* [Exercise details]: Print, exactly as they appear in the listing below, the lines from the line with "let raw = std::fs::read_to_string(path).map_err(|source|" to the line with "pub fn len(&self)", with both end lines kept.

* [Exercise materials]:
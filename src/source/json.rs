use std::path::{Path, PathBuf};

use async_trait::async_trait;
use tracing::debug;

use super::CandidateSource;
use super::error::{SourceError, SourceResult};
use crate::document::Document;

/// Serves a JSON array of documents from disk, paginated in memory.
///
/// Every query sees the same candidate list; relevance is left to scoring.
#[derive(Debug, Clone)]
pub struct JsonFileSource {
    path: PathBuf,
    documents: Vec<Document>,
}

impl JsonFileSource {
    /// Loads and parses `path` eagerly.
    pub fn open(path: impl AsRef<Path>) -> SourceResult<Self> {
        let path = path.as_ref();
        let display = path.display().to_string();
        let raw = std::fs::read_to_string(path).map_err(|source| SourceError::Read {
            path: display.clone(),
            source,
        })?;
        let documents: Vec<Document> =
            serde_json::from_str(&raw).map_err(|source| SourceError::Parse {
                path: display,
                source,
            })?;

        debug!(path = %path.display(), documents = documents.len(), "Loaded candidate file");
        Ok(Self {
            path: path.to_path_buf(),
            documents,
        })
    }

    pub fn from_documents(documents: Vec<Document>) -> Self {
        Self {
            path: PathBuf::new(),
            documents,
        }
    }

    pub fn path(&self) -> &Path {
        &self.path
    }

    pub fn len(&self) -> usize {
        self.documents.len()
    }

    pub fn is_empty(&self) -> bool {
        self.documents.is_empty()
    }
}

#[async_trait]
impl CandidateSource for JsonFileSource {
    async fn fetch_page(
        &self,
        _query: &str,
        offset: usize,
        limit: usize,
    ) -> SourceResult<Vec<Document>> {
        Ok(self
            .documents
            .iter()
            .skip(offset)
            .take(limit)
            .cloned()
            .collect())
    }
}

* [Response box]:
        let raw = std::fs::read_to_string(path).map_err(|source| SourceError::Read {
            path: display.clone(),
            source,
        })?;
        let documents: Vec<Document> =
            serde_json::from_str(&raw).map_err(|source| SourceError::Parse {
                path: display,
                source,
            })?;

        debug!(path = %path.display(), documents = documents.len(), "Loaded candidate file");
        Ok(Self {
            path: path.to_path_buf(),
            documents,
        })
    }

    pub fn from_documents(documents: Vec<Document>) -> Self {
        Self {
            path: PathBuf::new(),
            documents,
        }
    }

    pub fn path(&self) -> &Path {
        &self.path
    }

    pub fn len(&self) -> usize {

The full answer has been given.